Hands-On: ‘Stifled’ is a Horror Game That Uses Your Mic to Listen to Your Fear
We’ve been covering a lot of VR horror games lately, which is both great and terrifying at the same time. The genre fits VR as a medium incredibly well — the isolating nature of the headset does a great job of making you feel even more alone and helpless than you already are. When you’re shivering inside the cold, dark confines of a VR headset, your only real comfort is your sight. That is, until it’s mostly taken from you.
Experiences like Notes on Blindness provide an immersive and moving analysis of what it’s like to actually be blind, but game studios like Gattai Games are turning that concept on its head to deliver a unique gameplay mechanic. In the case of their upcoming title, Stifled, you won’t be able to see much of anything in the world unless there is some sort of sound coming from it. The echoes and vibrations of sound waves rebound off of objects and landscapes to create a drawn-line representation of your surroundings.

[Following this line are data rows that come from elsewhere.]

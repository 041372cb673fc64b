//! Match logic built on top of the board structures.
//!
//! - [`GameField`] - Grid plus combination bookkeeping; cheap to clone for simulation
//! - [`CombinationTracker`] - Detects and credits three-card windows summing to the target
//! - [`MatchSession`] - Turn order, scores and end detection for one match
//! - [`MatchController`] - Runs a session with a [`PlayerAgent`] in each seat
//! - [`MatchConfig`] - Board size, target, card range and end policy
//!
//! # Match Flow
//!
//! 1. Build a [`MatchSession`] from a validated [`MatchConfig`]
//! 2. The current player submits a [`Move`]
//! 3. Invalid moves are rejected and the same player tries again
//! 4. Valid moves are placed, new combinations are credited to the mover
//! 5. Play passes to the other seat until the [`EndPolicy`] fires
//!
//! # Example
//!
//! ```
//! use tenfold_engine::{MatchConfig, MatchSession, Move, PlayerId, TurnOutcome};
//!
//! let mut session = MatchSession::new(MatchConfig::default().with_board_size(3)).unwrap();
//! session.submit_move(Move::new(2, 0, 0)).unwrap();
//! session.submit_move(Move::new(3, 0, 1)).unwrap();
//! let outcome = session.submit_move(Move::new(5, 0, 2)).unwrap();
//!
//! assert!(matches!(outcome, TurnOutcome::Placed { points: 1, .. }));
//! assert_eq!(session.scores().get(PlayerId::First), 1);
//! ```

pub use self::{agent::*, config::*, controller::*, game_field::*, session::*, tracker::*};

mod agent;
mod config;
mod controller;
mod game_field;
mod session;
mod tracker;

Justin Ng, one of the designers at Gattai Games, gave me the chance to try the game out for myself while wearing an Oculus Rift at PAX West earlier this month. Utilizing in-game audio to construct your environment is one thing, but it’s how Stifled leverages your own actual sounds, picked up by your microphone, that make it truly special.
That’s right — when you make a sound, the game picks that up and transmits it into the environment, just as if you were actually there. Start breathing heavily? The disgusting, disfigured, monster that’s been stalking you might hear it. Get startled and let out a yell or scream? Prepare to find a new hiding spot.

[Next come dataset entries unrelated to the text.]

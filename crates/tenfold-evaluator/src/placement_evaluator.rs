//! Placement evaluation: scoring one candidate placement.
//!
//! The score of a candidate is a linear combination of the raw signals measured by
//! [`PlacementAnalysis`]:
//!
//! ```text
//! score = 100·immediate + 50·future + 75·blocking + 20·positional
//! ```
//!
//! The coefficients live in [`SignalWeights`] and can be replaced, e.g. loaded from
//! JSON:
//!
//! ```
//! use tenfold_evaluator::placement_evaluator::SignalWeights;
//!
//! let weights: SignalWeights = serde_json::from_str(r#"{ "blocking": 120.0 }"#).unwrap();
//! assert_eq!(weights.blocking, 120.0);
//! assert_eq!(weights.immediate, 100.0);
//! ```

use std::fmt;

use serde::{Deserialize, Serialize};

use crate::placement_analysis::PlacementAnalysis;

/// Assigns a score to a simulated placement (higher is better).
pub trait PlacementEvaluator: fmt::Debug + Send + Sync {
    fn evaluate_placement(&self, analysis: &PlacementAnalysis) -> f32;
}

/// Coefficients of the four placement signals.
#[derive(Debug, Clone, Copy, PartialEq, Serialize, Deserialize)]
#[serde(default)]
pub struct SignalWeights {
    pub immediate: f32,
    pub future: f32,
    pub blocking: f32,
    pub positional: f32,
}

impl Default for SignalWeights {
    fn default() -> Self {
        Self {
            immediate: 100.0,
            future: 50.0,
            blocking: 75.0,
            positional: 20.0,
        }
    }
}

#[derive(Debug, Clone, Default)]
pub struct WeightedPlacementEvaluator {
    weights: SignalWeights,
}

impl WeightedPlacementEvaluator {
    #[must_use]
    pub fn new(weights: SignalWeights) -> Self {
        Self { weights }
    }

    #[must_use]
    pub fn weights(&self) -> &SignalWeights {
        &self.weights
    }
}

impl PlacementEvaluator for WeightedPlacementEvaluator {
    #[inline]
    #[expect(clippy::cast_precision_loss)]
    fn evaluate_placement(&self, analysis: &PlacementAnalysis) -> f32 {
        let w = &self.weights;
        w.immediate * analysis.immediate_points() as f32
            + w.future * analysis.future_potential() as f32
            + w.blocking * analysis.blocking_value() as f32
            + w.positional * analysis.positional_value()
    }
}

#[cfg(test)]
mod tests {
    use tenfold_engine::{CardRange, GameField, Move, PlayerId, Position};

    use super::*;

    #[test]
    fn test_weighted_sum() {
        let mut field = GameField::new(3, 10).unwrap();
        field
            .place_and_score(Position::new(0, 0), 2, PlayerId::First)
            .unwrap();
        field
            .place_and_score(Position::new(0, 1), 3, PlayerId::Second)
            .unwrap();
        // Completes row 0; the cell is a corner, no other window through it is one short.
        let analysis = PlacementAnalysis::from_field(
            &field,
            Move::new(5, 0, 2),
            PlayerId::First,
            CardRange::STANDARD,
        )
        .unwrap();
        assert_eq!(analysis.immediate_points(), 1);
        assert_eq!(analysis.future_potential(), 0);
        assert_eq!(analysis.blocking_value(), 0);

        let evaluator = WeightedPlacementEvaluator::default();
        assert!((evaluator.evaluate_placement(&analysis) - 100.0).abs() < 1e-4);

        let only_position = WeightedPlacementEvaluator::new(SignalWeights {
            immediate: 0.0,
            future: 0.0,
            blocking: 0.0,
            positional: 1.0,
        });
        assert!(only_position.evaluate_placement(&analysis).abs() < 1e-4);
    }

    #[test]
    fn test_weights_roundtrip_through_json() {
        let weights = SignalWeights {
            positional: 0.0,
            ..SignalWeights::default()
        };
        let json = serde_json::to_string(&weights).unwrap();
        let back: SignalWeights = serde_json::from_str(&json).unwrap();
        assert_eq!(back, weights);
    }
}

In this way, the gameplay moments of Stifled play out like a demented and more terrifying version of Hide and Seek. Every step you take could emit a loud enough sound to alert the enemy to your location, forcing you to only make as much sound as is absolutely necessary. Holding your breath in fear is both natural and necessary in this horror game.

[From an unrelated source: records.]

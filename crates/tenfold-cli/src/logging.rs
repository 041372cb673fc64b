use std::{fs::File, io, path::Path, sync::Arc};

use anyhow::Context as _;
use tracing_subscriber::EnvFilter;

const DEFAULT_FILTER: &str = "warn";

/// Where log events go.
#[derive(Debug, Clone, Copy, PartialEq, Eq)]
pub(crate) enum LogTarget<'a> {
    File(&'a Path),
    Stderr,
    /// The terminal is owned by the TUI and no log file was requested.
    Discard,
}

impl<'a> LogTarget<'a> {
    pub(crate) fn select(log_file: Option<&'a Path>, owns_terminal: bool) -> Self {
        match log_file {
            Some(path) => Self::File(path),
            None if owns_terminal => Self::Discard,
            None => Self::Stderr,
        }
    }
}

/// Installs the global subscriber. `RUST_LOG` overrides the default `warn` filter.
pub(crate) fn init(target: LogTarget<'_>) -> anyhow::Result<()> {
    let filter =
        EnvFilter::try_from_default_env().unwrap_or_else(|_| EnvFilter::new(DEFAULT_FILTER));
    let builder = tracing_subscriber::fmt().with_env_filter(filter);

    let result = match target {
        LogTarget::Discard => return Ok(()),
        LogTarget::Stderr => builder.with_writer(io::stderr).try_init(),
        LogTarget::File(path) => {
            let file = File::create(path)
                .with_context(|| format!("Failed to create log file: {}", path.display()))?;
            builder
                .with_writer(Arc::new(file))
                .with_ansi(false)
                .try_init()
        }
    };
    result.map_err(|e| anyhow::anyhow!(e).context("Failed to install log subscriber"))
}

In terms of narrative, Ng assured me there is a story involved. The demo I tried was light on details — a busy convention setting isn’t exactly conducive to enjoying a slow-paced horror-themed plot — but everything started after what appeared to be a car accident of some kind. The main character has some sort of condition that is explained to account for the unique visual and auditory implications.
The game will also be fully playable outside of VR, but it’s nowhere near as immersive or engaging. What makes Stifled such a powerful VR experience is that it isolates you entirely from the outside world and with the accurate head-tracking, it feels like you actually are the protagonist. Speaking out into the game world and seeing that sound reverberate around you solidifies the illusion of existing in a virtual space. Talking at my computer screen is one thing, but talking while inside VR feels natural.
Stifled was successfully accepted onto Steam via a Greenlight campaign and is aiming for a release sometime later this year for both VR and non-VR on PC, as well as on consoles, including PS VR. Hold your breath and journey forward if you dare.